Database Open Access
MIMIC-IV Clinical Database Demo
Alistair Johnson , Lucas Bulgarelli , Tom Pollard , Steven Horng , Leo Anthony Celi , Roger Mark
Published: Jan. 31, 2023. Version: 2.2
When using this resource, please cite:
(show more options)
Johnson, A., Bulgarelli, L., Pollard, T., Horng, S., Celi, L. A., & Mark, R. (2023). MIMIC-IV Clinical Database Demo (version 2.2). PhysioNet. https://doi.org/10.13026/dp1f-ex47.
Please include the standard citation for PhysioNet:
(show more options)
Goldberger, A., Amaral, L., Glass, L., Hausdorff, J., Ivanov, P. C., Mark, R., ... & Stanley, H. E. (2000). PhysioBank, PhysioToolkit, and PhysioNet: Components of a new research resource for complex physiologic signals. Circulation [Online]. 101 (23), pp. e215–e220.
Abstract
The Medical Information Mart for Intensive Care (MIMIC)-IV database is comprised of deidentified electronic health records for patients admitted to the Beth Israel Deaconess Medical Center. Access to MIMIC-IV is limited to credentialed users. Here, we have provided an openly-available demo of MIMIC-IV containing a subset of 100 patients. The dataset includes similar content to MIMIC-IV, but excludes free-text clinical notes. The demo may be useful for running workshops and for assessing whether the MIMIC-IV is appropriate for a study before making an access request.
Background
The increasing adoption of digital electronic health records has led to the existence of large datasets that could be used to carry out important research across many areas of medicine. Research progress has been limited, however, due to limitations in the way that the datasets are curated and made available for research. The MIMIC datasets allow credentialed researchers around the world unprecedented access to real world clinical data, helping to reduce the barriers to conducting important medical research. The public availability of the data allows studies to be reproduced and collaboratively improved in ways that would not otherwise be possible.
Methods
First, the set of individuals to include in the demo was chosen. Each person in MIMIC-IV is assigned a unique subject_id
. As the subject_id
is randomly generated, ordering by subject_id
results in a random subset of individuals. We only considered individuals with an anchor_year_group
value of 2011 - 2013 or 2014 - 2016 to ensure overlap with MIMIC-CXR v2.0.0. The first 100 subject_id
who satisfied the anchor_year_group
criteria were selected for the demo dataset.

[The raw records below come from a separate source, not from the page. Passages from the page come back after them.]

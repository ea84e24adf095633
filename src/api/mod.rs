//! High-level library API: one entrypoint per maintenance pass, each returning a
//! serializable report. Per-file failures are logged and counted; only problems
//! that make the whole pass meaningless (missing directory, missing reference)
//! are returned as errors.
use std::fs;
use std::path::{Path, PathBuf};

use serde::Serialize;
use tracing::{info, warn};

use crate::core::params::{RenameParams, ResizeParams, RewriteParams};
use crate::core::processing::pipeline::{NormalizeOptions, needs_normalization, normalize_image};
use crate::core::processing::save::save_normalized_image;
use crate::core::rename::CertificateName;
use crate::core::rewrite::RewriteRule;
use crate::error::{Error, Result};
use crate::io::read::{open_image, read_dimensions};
use crate::io::scan::{collect_files_with_extension, list_files, list_images};
use crate::io::writers::write_atomic;
use crate::types::{Dimensions, ImageKind};

fn file_name_of(path: &Path) -> String {
    path.file_name()
        .map(|n| n.to_string_lossy().into_owned())
        .unwrap_or_else(|| path.display().to_string())
}

/// Summary of an image normalization pass
#[derive(Debug, Clone, Serialize)]
pub struct ResizeReport {
    pub target: Dimensions,
    pub reference: Option<PathBuf>,
    pub total: usize,
    pub resized: usize,
    pub skipped: usize,
    pub errors: usize,
    pub resized_files: Vec<String>,
}

/// What happened to one image
#[derive(Debug, Clone, Copy, PartialEq, Eq)]
pub enum ImageOutcome {
    Resized { from: Dimensions },
    AlreadyMatches,
}

/// Resolve the reference image path: relative paths are looked up inside `dir`
/// first, then relative to the working directory.
pub fn resolve_reference(dir: &Path, reference: &Path) -> PathBuf {
    if reference.is_absolute() {
        return reference.to_path_buf();
    }
    let inside = dir.join(reference);
    if inside.exists() || !reference.exists() {
        inside
    } else {
        reference.to_path_buf()
    }
}

/// Dimensions of the reference image, read from its header.
pub fn reference_dimensions(path: &Path) -> Result<Dimensions> {
    if !path.is_file() {
        return Err(Error::ReferenceNotFound {
            path: path.to_path_buf(),
        });
    }
    read_dimensions(path)
}

fn same_file(a: &Path, b: &Path) -> bool {
    match (fs::canonicalize(a), fs::canonicalize(b)) {
        (Ok(a), Ok(b)) => a == b,
        _ => a == b,
    }
}

/// Normalize one image file in place to `options.target`.
pub fn normalize_image_file(
    path: &Path,
    kind: ImageKind,
    options: &NormalizeOptions,
    jpeg_quality: u8,
    dry_run: bool,
) -> Result<ImageOutcome> {
    let img = open_image(path)?;
    let current = Dimensions::new(img.width(), img.height());

    if !needs_normalization(&img, options) {
        return Ok(ImageOutcome::AlreadyMatches);
    }

    if !dry_run {
        let normalized = normalize_image(img, kind, options)?;
        save_normalized_image(&normalized, path, kind, jpeg_quality)?;
    }
    Ok(ImageOutcome::Resized { from: current })
}

/// Bring every image in `dir` to the reference (or explicit target) size.
pub fn normalize_directory(dir: &Path, params: &ResizeParams) -> Result<ResizeReport> {
    let reference = params
        .reference
        .as_deref()
        .map(|r| resolve_reference(dir, r));

    let target = match (params.target, reference.as_deref()) {
        (Some(target), _) => target.validated()?,
        (None, Some(reference)) => reference_dimensions(reference)?.validated()?,
        (None, None) => {
            return Err(Error::MissingArgument {
                arg: "reference or target".to_string(),
            });
        }
    };
    if let Some(reference) = &reference {
        info!("Reference image {:?}: {}", reference, target);
    }

    let options = NormalizeOptions {
        target,
        trim: params.trim.then_some(params.trim_tolerance),
        filter: params.filter,
    };

    let mut report = ResizeReport {
        target,
        reference: reference.clone(),
        total: 0,
        resized: 0,
        skipped: 0,
        errors: 0,
        resized_files: Vec::new(),
    };

    info!("Starting image normalization in directory: {:?}", dir);

    for (path, kind) in list_images(dir)? {
        report.total += 1;
        let name = file_name_of(&path);

        if reference.as_deref().is_some_and(|r| same_file(r, &path)) {
            info!("Skipping: {} (reference image)", name);
            report.skipped += 1;
            continue;
        }

        match normalize_image_file(&path, kind, &options, params.jpeg_quality, params.dry_run) {
            Ok(ImageOutcome::Resized { from }) => {
                info!("Resized: {} - from {} to {}", name, from, target);
                report.resized += 1;
                report.resized_files.push(name);
            }
            Ok(ImageOutcome::AlreadyMatches) => {
                info!("Skipping: {} - already matches {}", name, target);
                report.skipped += 1;
            }
            Err(e) => {
                warn!("Error processing {}: {}", name, e);
                report.errors += 1;
            }
        }
    }

    Ok(report)
}

/// Summary of a certificate renaming pass
#[derive(Debug, Clone, Default, Serialize)]
pub struct RenameReport {
    pub renamed: usize,
    pub skipped: usize,
    pub conflicts: usize,
    pub errors: usize,
    pub renames: Vec<(String, String)>,
}

/// Rename `YYYYMMDD-<id>.<ext>` files in `dir` to `YYYYMMDD.<ext>`.
/// Existing files are never overwritten.
pub fn rename_certificates(dir: &Path, params: &RenameParams) -> Result<RenameReport> {
    let mut report = RenameReport::default();
    let mut planned: Vec<PathBuf> = Vec::new();

    for path in list_files(dir)? {
        let name = file_name_of(&path);
        let Some(cert) = CertificateName::parse(&name) else {
            info!("Skipping non-matching file: {}", name);
            report.skipped += 1;
            continue;
        };

        if params.validate_dates && cert.calendar_date().is_none() {
            warn!("Skipping {}: {} is not a valid date", name, cert.date);
            report.skipped += 1;
            continue;
        }

        let new_name = cert.canonical();
        let new_path = dir.join(&new_name);

        if new_path.exists() || planned.contains(&new_path) {
            warn!("Not renaming {} -> {}: target already exists", name, new_name);
            report.conflicts += 1;
            continue;
        }

        if params.dry_run {
            info!("Would rename: {} -> {}", name, new_name);
            planned.push(new_path);
        } else if let Err(e) = fs::rename(&path, &new_path) {
            warn!("Rename failed: {} -> {}: {}", name, new_name, e);
            report.errors += 1;
            continue;
        } else {
            info!("Renamed: {} -> {}", name, new_name);
        }

        report.renamed += 1;
        report.renames.push((name, new_name));
    }

    Ok(report)
}

/// Summary of a CSS rewriting pass
#[derive(Debug, Clone, Default, Serialize)]
pub struct RewriteReport {
    pub rule: String,
    pub scanned: usize,
    pub updated: usize,
    pub unchanged: usize,
    pub errors: usize,
    pub replacements: Vec<(PathBuf, usize)>,
}

/// Apply `rule` to one file. Returns the number of matches when the file changed.
pub fn rewrite_file(path: &Path, rule: &RewriteRule, dry_run: bool) -> Result<Option<usize>> {
    let bytes = fs::read(path)?;
    let content = String::from_utf8(bytes).map_err(|_| Error::Encoding {
        path: path.to_path_buf(),
    })?;

    let rewritten = rule.apply(&content);
    if !rewritten.changed() {
        return Ok(None);
    }
    if !dry_run {
        write_atomic(path, rewritten.content.as_bytes())?;
    }
    Ok(Some(rewritten.matches))
}

/// Apply `rule` to each of `files`, rewriting only those whose content changes.
pub fn rewrite_files(files: &[PathBuf], rule: &RewriteRule, dry_run: bool) -> RewriteReport {
    let mut report = RewriteReport {
        rule: rule.name.clone(),
        ..Default::default()
    };

    info!("Found {} file(s) for rule {}", files.len(), rule.name);

    for path in files {
        report.scanned += 1;
        match rewrite_file(path, rule, dry_run) {
            Ok(Some(count)) => {
                info!("Updated: {:?} ({} replacement(s))", path, count);
                report.updated += 1;
                report.replacements.push((path.clone(), count));
            }
            Ok(None) => {
                info!("No change: {:?}", path);
                report.unchanged += 1;
            }
            Err(Error::Encoding { .. }) => {
                warn!("{:?}: not valid UTF-8, skipped", path);
                report.errors += 1;
            }
            Err(e) => {
                warn!("Error processing {:?}: {}", path, e);
                report.errors += 1;
            }
        }
    }

    report
}

/// Files selected by `params`: the explicit list, or a walk of `root`.
pub fn select_files(params: &RewriteParams) -> Result<Vec<PathBuf>> {
    if !params.files.is_empty() {
        return Ok(params.files.clone());
    }
    match &params.root {
        Some(root) => {
            if !root.is_dir() {
                return Err(Error::InvalidArgument {
                    arg: "root",
                    value: root.display().to_string(),
                });
            }
            Ok(collect_files_with_extension(root, &params.extension))
        }
        None => Err(Error::MissingArgument {
            arg: "files or root".to_string(),
        }),
    }
}

/// Compile the rule in `params` and run it over the selected files.
pub fn rewrite_with_params(params: &RewriteParams) -> Result<RewriteReport> {
    let rule = RewriteRule::from_spec(&params.rule)?;
    let files = select_files(params)?;
    Ok(rewrite_files(&files, &rule, params.dry_run))
}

All tables from MIMIC-IV were included in the demo dataset. Tables containing patient information, such as emar or labevents, were filtered using the list of selected subject_id
. Tables which do not contain patient level information were included in their entirety (e.g. d_items or d_labitems). Note that all tables which do not contain patient level information are prefixed with the characters 'd_'.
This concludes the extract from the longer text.